Amphotericin B loaded sulfonated chitosan nanoparticles for targeting macrophages to treat intracellular Candida glabrata infections.

The current study assesses the potential of functionalised chitosan nanoparticles (CNPs) for proficient macrophage delivery of amphotericin B (AmpB) for the management of Candida glabrata fungemia. Chitosan was functionalised by the method of sulfation by using chlorosulfonic acid and the developed compound was confirmed by FTIR, 1H NMR and degree of sulfation and CHNS analysis.

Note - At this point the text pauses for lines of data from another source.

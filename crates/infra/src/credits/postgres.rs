//! Postgres credit ledger.
//!
//! Every operation is one stored-procedure call, so each is one round trip and
//! one transaction. The procedures take `SELECT ... FOR UPDATE` on the balance
//! row before changing it; that row lock is what serialises concurrent
//! deductions across worker processes.
//!
//! | Operation | Procedure | Returns |
//! |-----------|-----------|---------|
//! | `check` | `check_credits(user, type)` | `(remaining, tier)` |
//! | `deduct` | `deduct_credits(user, type, qty, reason)` | `(success, remaining)` |
//! | `refund` | `refund_credits(user, type, qty, reason)` | `found` |
//! | `refill` | `refill_credits(user, tier, logo, mockup, video, period_end)` | nothing |
//! | `allocate` | `allocate_credits(user, tier, logo, mockup, video, period_end)` | nothing |
//!
//! Plan allocations are passed in from [`Tier::allocation`] so the table lives
//! in one place.

use std::sync::Arc;

use async_trait::async_trait;
use chrono::{Duration, Utc};
use sqlx::{PgPool, Row};
use tracing::{info, instrument};

use brandkit_core::{DomainError, UserId};
use brandkit_credits::{
    BILLING_PERIOD_DAYS, CheckOutcome, CreditType, DeductOutcome, Tier, allowance_for,
};

use super::ledger::{CreditLedger, LedgerError};

#[derive(Debug, Clone)]
pub struct PostgresCreditLedger {
    pool: Arc<PgPool>,
}

impl PostgresCreditLedger {
    pub fn new(pool: PgPool) -> Self {
        Self {
            pool: Arc::new(pool),
        }
    }

    async fn reset(
        &self,
        procedure: &'static str,
        user_id: UserId,
        tier: Tier,
    ) -> Result<(), LedgerError> {
        let plan = tier.allocation();
        let period_end = Utc::now() + Duration::days(BILLING_PERIOD_DAYS);
        let sql = format!("SELECT {procedure}($1, $2, $3, $4, $5, $6)");

        sqlx::query(&sql)
            .bind(user_id.as_uuid())
            .bind(tier.as_str())
            .bind(to_i32(plan.logo, "logo allocation")?)
            .bind(to_i32(plan.mockup, "mockup allocation")?)
            .bind(to_i32(plan.video, "video allocation")?)
            .bind(period_end)
            .execute(&*self.pool)
            .await
            .map_err(|e| map_sqlx_error(procedure, e))?;
        Ok(())
    }
}

#[async_trait]
impl CreditLedger for PostgresCreditLedger {
    #[instrument(skip(self), fields(user_id = %user_id, credit_type = %credit_type), err)]
    async fn check(
        &self,
        user_id: UserId,
        credit_type: CreditType,
        qty: u32,
    ) -> Result<CheckOutcome, LedgerError> {
        let row = sqlx::query("SELECT remaining, tier FROM check_credits($1, $2)")
            .bind(user_id.as_uuid())
            .bind(credit_type.as_str())
            .fetch_one(&*self.pool)
            .await
            .map_err(|e| map_sqlx_error("check_credits", e))?;

        let remaining: i32 = row.try_get("remaining").map_err(decode_error)?;
        let tier: String = row.try_get("tier").map_err(decode_error)?;
        let tier: Tier = tier.parse()?;

        Ok(allowance_for(to_u32(remaining)?, &tier.allocation(), qty))
    }

    #[instrument(skip(self, reason), fields(user_id = %user_id, credit_type = %credit_type), err)]
    async fn deduct(
        &self,
        user_id: UserId,
        credit_type: CreditType,
        qty: u32,
        reason: Option<&str>,
    ) -> Result<DeductOutcome, LedgerError> {
        if qty == 0 {
            return Err(DomainError::validation("deduction quantity must be positive").into());
        }

        let row = sqlx::query("SELECT success, remaining FROM deduct_credits($1, $2, $3, $4)")
            .bind(user_id.as_uuid())
            .bind(credit_type.as_str())
            .bind(to_i32(qty, "quantity")?)
            .bind(reason)
            .fetch_one(&*self.pool)
            .await
            .map_err(|e| map_sqlx_error("deduct_credits", e))?;

        let success: bool = row.try_get("success").map_err(decode_error)?;
        let remaining: i32 = row.try_get("remaining").map_err(decode_error)?;
        Ok(DeductOutcome {
            success,
            remaining: to_u32(remaining)?,
        })
    }

    #[instrument(skip(self, reason), fields(user_id = %user_id, credit_type = %credit_type), err)]
    async fn refund(
        &self,
        user_id: UserId,
        credit_type: CreditType,
        qty: u32,
        reason: Option<&str>,
    ) -> Result<bool, LedgerError> {
        let found: bool = sqlx::query_scalar("SELECT refund_credits($1, $2, $3, $4)")
            .bind(user_id.as_uuid())
            .bind(credit_type.as_str())
            .bind(to_i32(qty, "quantity")?)
            .bind(reason)
            .fetch_one(&*self.pool)
            .await
            .map_err(|e| map_sqlx_error("refund_credits", e))?;

        if !found {
            info!(qty, "no active balance; refund skipped");
        }
        Ok(found)
    }

    #[instrument(skip(self), fields(user_id = %user_id, tier = tier.as_str()), err)]
    async fn refill(&self, user_id: UserId, tier: Tier) -> Result<(), LedgerError> {
        if !tier.allocation().monthly_refill {
            info!("tier has no monthly refill; skipped");
            return Ok(());
        }
        self.reset("refill_credits", user_id, tier).await
    }

    #[instrument(skip(self), fields(user_id = %user_id, tier = tier.as_str()), err)]
    async fn allocate(&self, user_id: UserId, tier: Tier) -> Result<(), LedgerError> {
        self.reset("allocate_credits", user_id, tier).await
    }
}

fn to_u32(value: i32) -> Result<u32, LedgerError> {
    u32::try_from(value)
        .map_err(|_| LedgerError::Storage(format!("negative credit count {value} from ledger")))
}

fn to_i32(value: u32, what: &str) -> Result<i32, LedgerError> {
    i32::try_from(value)
        .map_err(|_| DomainError::validation(format!("{what} {value} exceeds the ledger range")).into())
}

fn decode_error(err: sqlx::Error) -> LedgerError {
    LedgerError::Storage(format!("failed to decode ledger row: {err}"))
}

fn map_sqlx_error(operation: &str, err: sqlx::Error) -> LedgerError {
    match err {
        sqlx::Error::Database(db_err) => {
            let msg = format!("database error in {}: {}", operation, db_err.message());
            match db_err.code().as_deref() {
                // remaining/used CHECK constraints
                Some("23514") => LedgerError::Domain(DomainError::invariant(msg)),
                _ => LedgerError::Storage(msg),
            }
        }
        sqlx::Error::PoolClosed => {
            LedgerError::Storage(format!("connection pool closed in {}", operation))
        }
        sqlx::Error::RowNotFound => {
            LedgerError::Storage(format!("procedure returned no row in {}", operation))
        }
        _ => LedgerError::Storage(format!("sqlx error in {}: {}", operation, err)),
    }
}

#[cfg(test)]
mod tests {
    use super::*;

    #[test]
    fn quantities_beyond_the_column_range_are_rejected() {
        assert_eq!(to_i32(12, "quantity").unwrap(), 12);
        assert_eq!(to_i32(i32::MAX as u32, "quantity").unwrap(), i32::MAX);

        let err = to_i32(u32::MAX, "quantity").unwrap_err();
        assert!(matches!(err, LedgerError::Domain(_)), "got {err:?}");
    }

    #[test]
    fn negative_counts_from_storage_are_errors() {
        assert_eq!(to_u32(0).unwrap(), 0);
        assert!(matches!(to_u32(-1), Err(LedgerError::Storage(_))));
    }
}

Amphotericin B encapsulated sulfated chitosan (AmpB-SCNPs), when characterized showed a hydrodynamic diameter of 310 ± 14 nm and zeta potential of 41.5 ± 2 mV. The safety of AmpB-SCNPs was established by the alamar cytotoxicity assay in nanoparticle treated macrophages following 24 h incubation. The AmpB-SCNPs showed a significant increase in the reduction of C. glabrata in comparison with the bare AmpB and AmpB-CNPs (55.2 and 42.7 vs 11.12 cfu/ml) indicating that AmpB-SCNPs could be a promising carrier for specific delivery of AmpB to macrophages for effective treatment of Candida glabrata fungemia.